日本原子力発電(原電)の村松衛社長は11日の原子力規制委員会の会合で、審査資料の不備が相次ぐ敦賀原発2号機(福井県)について、8月末までに建屋直下の断層関連の申請内容を修正して再提出すると表明した。規制委が来週にも正式決定する行政指導に従う意向で、規制委は再申請まで審査を中断する。
会合の冒頭、村松社長は「資料作成の手順を見直したにもかかわらず、新たな誤りが出たことを社長として重く受けとめる。申し訳ない」と陳謝。「リーダーシップを発揮し、申請書の品質確保に取り組む」と述べた。

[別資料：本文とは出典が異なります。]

//! Catalogue of domain operations.
//!
//! Every operation has a stable identifier (`<group>.<action>`) used by the
//! capability table and the CLI, a display label for presentation layers, a
//! group and a kind.

use serde::{Deserialize, Serialize};
use std::error::Error;
use std::fmt::{Display, Formatter};

/// Management area an operation belongs to.
#[derive(Debug, Clone, Copy, PartialEq, Eq, PartialOrd, Ord, Hash, Serialize, Deserialize)]
pub enum OperationGroup {
    Alumni,
    Student,
    Department,
    Education,
    Mentorship,
    Committee,
    Event,
    Participation,
}

impl OperationGroup {
    pub fn label(self) -> &'static str {
        match self {
            Self::Alumni => "Alumni Management",
            Self::Student => "Student Management",
            Self::Department => "Department Management",
            Self::Education => "Education Management",
            Self::Mentorship => "Mentorship Management",
            Self::Committee => "Committee Management",
            Self::Event => "Event Management",
            Self::Participation => "Participation Management",
        }
    }
}

/// Effect class of an operation.
#[derive(Debug, Clone, Copy, PartialEq, Eq, PartialOrd, Ord, Hash, Serialize, Deserialize)]
pub enum OperationKind {
    /// Read-only listing or report.
    View,
    /// Inserts, updates or deletes rows.
    Write,
    /// Id/name pairs feeding selection lists.
    Lookup,
}

impl OperationKind {
    pub fn as_str(self) -> &'static str {
        match self {
            Self::View => "view",
            Self::Write => "write",
            Self::Lookup => "lookup",
        }
    }
}

/// Every operation the core exposes.
#[derive(Debug, Clone, Copy, PartialEq, Eq, PartialOrd, Ord, Hash, Serialize, Deserialize)]
pub enum Operation {
    AddAlumni,
    ViewAlumni,
    SearchAlumni,
    UpdateAlumniCompany,
    DeleteAlumni,
    CountAlumniByCompany,
    FilterAlumniByDepartment,
    UpdateAlumniContact,
    LookupAlumni,
    AddStudent,
    ViewStudents,
    UpdateStudent,
    DeleteStudent,
    LookupStudents,
    AddDepartment,
    ViewDepartments,
    UpdateDepartment,
    DeleteDepartment,
    LookupDepartments,
    AddEducation,
    ViewEducation,
    DeleteEducation,
    ViewAlumniEducation,
    StartMentorship,
    ViewMentorships,
    ViewMentorshipDurations,
    EndMentorship,
    DeleteMentorship,
    ListMenteesByAlumni,
    AddCommittee,
    ViewCommittees,
    UpdateCommittee,
    DeleteCommittee,
    AddEvent,
    ViewEvents,
    UpdateEvent,
    DeleteEvent,
    LookupEvents,
    RegisterStudentParticipation,
    RegisterAlumniParticipation,
    ViewStudentParticipation,
    ViewAlumniParticipation,
    CountEventParticipants,
    TotalEventsAttended,
    ViewAlumniByEvent,
    DeleteParticipant,
    UpdateRsvpStatus,
}

impl Operation {
    pub const ALL: [Operation; 47] = [
        Operation::AddAlumni,
        Operation::ViewAlumni,
        Operation::SearchAlumni,
        Operation::UpdateAlumniCompany,
        Operation::DeleteAlumni,
        Operation::CountAlumniByCompany,
        Operation::FilterAlumniByDepartment,
        Operation::UpdateAlumniContact,
        Operation::LookupAlumni,
        Operation::AddStudent,
        Operation::ViewStudents,
        Operation::UpdateStudent,
        Operation::DeleteStudent,
        Operation::LookupStudents,
        Operation::AddDepartment,
        Operation::ViewDepartments,
        Operation::UpdateDepartment,
        Operation::DeleteDepartment,
        Operation::LookupDepartments,
        Operation::AddEducation,
        Operation::ViewEducation,
        Operation::DeleteEducation,
        Operation::ViewAlumniEducation,
        Operation::StartMentorship,
        Operation::ViewMentorships,
        Operation::ViewMentorshipDurations,
        Operation::EndMentorship,
        Operation::DeleteMentorship,
        Operation::ListMenteesByAlumni,
        Operation::AddCommittee,
        Operation::ViewCommittees,
        Operation::UpdateCommittee,
        Operation::DeleteCommittee,
        Operation::AddEvent,
        Operation::ViewEvents,
        Operation::UpdateEvent,
        Operation::DeleteEvent,
        Operation::LookupEvents,
        Operation::RegisterStudentParticipation,
        Operation::RegisterAlumniParticipation,
        Operation::ViewStudentParticipation,
        Operation::ViewAlumniParticipation,
        Operation::CountEventParticipants,
        Operation::TotalEventsAttended,
        Operation::ViewAlumniByEvent,
        Operation::DeleteParticipant,
        Operation::UpdateRsvpStatus,
    ];

    /// Stable identifier used by capability tables and command lines.
    pub fn id(self) -> &'static str {
        match self {
            Self::AddAlumni => "alumni.add",
            Self::ViewAlumni => "alumni.view",
            Self::SearchAlumni => "alumni.search",
            Self::UpdateAlumniCompany => "alumni.update_company",
            Self::DeleteAlumni => "alumni.delete",
            Self::CountAlumniByCompany => "alumni.count_by_company",
            Self::FilterAlumniByDepartment => "alumni.filter_by_department",
            Self::UpdateAlumniContact => "alumni.update_contact",
            Self::LookupAlumni => "alumni.lookup",
            Self::AddStudent => "student.add",
            Self::ViewStudents => "student.view",
            Self::UpdateStudent => "student.update",
            Self::DeleteStudent => "student.delete",
            Self::LookupStudents => "student.lookup",
            Self::AddDepartment => "department.add",
            Self::ViewDepartments => "department.view",
            Self::UpdateDepartment => "department.update",
            Self::DeleteDepartment => "department.delete",
            Self::LookupDepartments => "department.lookup",
            Self::AddEducation => "education.add",
            Self::ViewEducation => "education.view",
            Self::DeleteEducation => "education.delete",
            Self::ViewAlumniEducation => "education.view_alumni_education",
            Self::StartMentorship => "mentorship.start",
            Self::ViewMentorships => "mentorship.view",
            Self::ViewMentorshipDurations => "mentorship.view_durations",
            Self::EndMentorship => "mentorship.end",
            Self::DeleteMentorship => "mentorship.delete",
            Self::ListMenteesByAlumni => "mentorship.list_by_alumni",
            Self::AddCommittee => "committee.add",
            Self::ViewCommittees => "committee.view",
            Self::UpdateCommittee => "committee.update",
            Self::DeleteCommittee => "committee.delete",
            Self::AddEvent => "event.add",
            Self::ViewEvents => "event.view",
            Self::UpdateEvent => "event.update",
            Self::DeleteEvent => "event.delete",
            Self::LookupEvents => "event.lookup",
            Self::RegisterStudentParticipation => "participation.register_student",
            Self::RegisterAlumniParticipation => "participation.register_alumni",
            Self::ViewStudentParticipation => "participation.view_students",
            Self::ViewAlumniParticipation => "participation.view_alumni",
            Self::CountEventParticipants => "participation.count_participants",
            Self::TotalEventsAttended => "participation.total_events_attended",
            Self::ViewAlumniByEvent => "participation.alumni_by_event",
            Self::DeleteParticipant => "participation.delete",
            Self::UpdateRsvpStatus => "participation.update_status",
        }
    }

    /// User-facing button label.
    pub fn label(self) -> &'static str {
        match self {
            Self::AddAlumni => "Add Alumni",
            Self::ViewAlumni => "View All Alumni",
            Self::SearchAlumni => "Search Alumni",
            Self::UpdateAlumniCompany => "Update Company",
            Self::DeleteAlumni => "Delete Alumni",
            Self::CountAlumniByCompany => "Count by Company",
            Self::FilterAlumniByDepartment => "Filter by Department",
            Self::UpdateAlumniContact => "Update Contact Details",
            Self::LookupAlumni => "Alumni List",
            Self::AddStudent => "Add Student",
            Self::ViewStudents => "View All Students",
            Self::UpdateStudent => "Update Student",
            Self::DeleteStudent => "Delete Student",
            Self::LookupStudents => "Student List",
            Self::AddDepartment => "Add Department",
            Self::ViewDepartments => "View Departments",
            Self::UpdateDepartment => "Update Department",
            Self::DeleteDepartment => "Delete Department",
            Self::LookupDepartments => "Department List",
            Self::AddEducation => "Add Education",
            Self::ViewEducation => "View Education",
            Self::DeleteEducation => "Delete Education",
            Self::ViewAlumniEducation => "View Alumni Education",
            Self::StartMentorship => "Start Mentorship",
            Self::ViewMentorships => "View Mentorships",
            Self::ViewMentorshipDurations => "View Duration (in Days)",
            Self::EndMentorship => "End Mentorship (set end date)",
            Self::DeleteMentorship => "Delete Mentorship",
            Self::ListMenteesByAlumni => "List Students by Alumni",
            Self::AddCommittee => "Add Committee",
            Self::ViewCommittees => "View Committees",
            Self::UpdateCommittee => "Update Committee",
            Self::DeleteCommittee => "Delete Committee",
            Self::AddEvent => "Add Event",
            Self::ViewEvents => "View Events",
            Self::UpdateEvent => "Update Event",
            Self::DeleteEvent => "Delete Event",
            Self::LookupEvents => "Event List",
            Self::RegisterStudentParticipation => "Register Student Participation",
            Self::RegisterAlumniParticipation => "Register Alumni Participation",
            Self::ViewStudentParticipation => "View Student Participation",
            Self::ViewAlumniParticipation => "View Alumni Participation",
            Self::CountEventParticipants => "Count Event Participants",
            Self::TotalEventsAttended => "Total Events Attended by Alumni",
            Self::ViewAlumniByEvent => "View Alumni by Event",
            Self::DeleteParticipant => "Delete Participant",
            Self::UpdateRsvpStatus => "Update RSVP Status",
        }
    }

    pub fn group(self) -> OperationGroup {
        match self {
            Self::AddAlumni
            | Self::ViewAlumni
            | Self::SearchAlumni
            | Self::UpdateAlumniCompany
            | Self::DeleteAlumni
            | Self::CountAlumniByCompany
            | Self::FilterAlumniByDepartment
            | Self::UpdateAlumniContact
            | Self::LookupAlumni => OperationGroup::Alumni,
            Self::AddStudent
            | Self::ViewStudents
            | Self::UpdateStudent
            | Self::DeleteStudent
            | Self::LookupStudents => OperationGroup::Student,
            Self::AddDepartment
            | Self::ViewDepartments
            | Self::UpdateDepartment
            | Self::DeleteDepartment
            | Self::LookupDepartments => OperationGroup::Department,
            Self::AddEducation
            | Self::ViewEducation
            | Self::DeleteEducation
            | Self::ViewAlumniEducation => OperationGroup::Education,
            Self::StartMentorship
            | Self::ViewMentorships
            | Self::ViewMentorshipDurations
            | Self::EndMentorship
            | Self::DeleteMentorship
            | Self::ListMenteesByAlumni => OperationGroup::Mentorship,
            Self::AddCommittee
            | Self::ViewCommittees
            | Self::UpdateCommittee
            | Self::DeleteCommittee => OperationGroup::Committee,
            Self::AddEvent
            | Self::ViewEvents
            | Self::UpdateEvent
            | Self::DeleteEvent
            | Self::LookupEvents => OperationGroup::Event,
            Self::RegisterStudentParticipation
            | Self::RegisterAlumniParticipation
            | Self::ViewStudentParticipation
            | Self::ViewAlumniParticipation
            | Self::CountEventParticipants
            | Self::TotalEventsAttended
            | Self::ViewAlumniByEvent
            | Self::DeleteParticipant
            | Self::UpdateRsvpStatus => OperationGroup::Participation,
        }
    }

    pub fn kind(self) -> OperationKind {
        match self {
            Self::LookupAlumni
            | Self::LookupStudents
            | Self::LookupDepartments
            | Self::LookupEvents => OperationKind::Lookup,
            Self::ViewAlumni
            | Self::SearchAlumni
            | Self::CountAlumniByCompany
            | Self::FilterAlumniByDepartment
            | Self::ViewStudents
            | Self::ViewDepartments
            | Self::ViewEducation
            | Self::ViewAlumniEducation
            | Self::ViewMentorships
            | Self::ViewMentorshipDurations
            | Self::ListMenteesByAlumni
            | Self::ViewCommittees
            | Self::ViewEvents
            | Self::ViewStudentParticipation
            | Self::ViewAlumniParticipation
            | Self::CountEventParticipants
            | Self::TotalEventsAttended
            | Self::ViewAlumniByEvent => OperationKind::View,
            _ => OperationKind::Write,
        }
    }

    pub fn is_write(self) -> bool {
        self.kind() == OperationKind::Write
    }

    /// Parses an operation from its stable identifier.
    pub fn parse(value: &str) -> Result<Self, OperationError> {
        let normalized = value.trim();
        if normalized.is_empty() {
            return Err(OperationError::EmptyOperation);
        }

        Self::ALL
            .into_iter()
            .find(|operation| operation.id() == normalized)
            .ok_or_else(|| OperationError::UnsupportedOperation(normalized.to_string()))
    }
}

impl Display for Operation {
    fn fmt(&self, f: &mut Formatter<'_>) -> std::fmt::Result {
        f.write_str(self.id())
    }
}

/// Operation identifier parse errors.
#[derive(Debug, Clone, PartialEq, Eq)]
pub enum OperationError {
    EmptyOperation,
    UnsupportedOperation(String),
}

impl Display for OperationError {
    fn fmt(&self, f: &mut Formatter<'_>) -> std::fmt::Result {
        match self {
            Self::EmptyOperation => write!(f, "operation id must not be empty"),
            Self::UnsupportedOperation(value) => write!(f, "operation is unsupported: {value}"),
        }
    }
}

impl Error for OperationError {}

山中伸介委員長は「審査できない状態が4年近く続くことは非常に好ましくない。修正した申請書で、審査を続けられるかどうかを判断する」と指摘し、「これが最後というつもりで、しっかり臨んでいただきたい」と注文した。
会合後の記者会見で、山中委員長は「これ以上、審査ができない状態を長引かせることはない」と強調。修正された申請書に再び重大な誤りがあった場合、議論を打ち切って申請書に記載された内容を基に、許可か不許可を判断する方針をあらためて示した。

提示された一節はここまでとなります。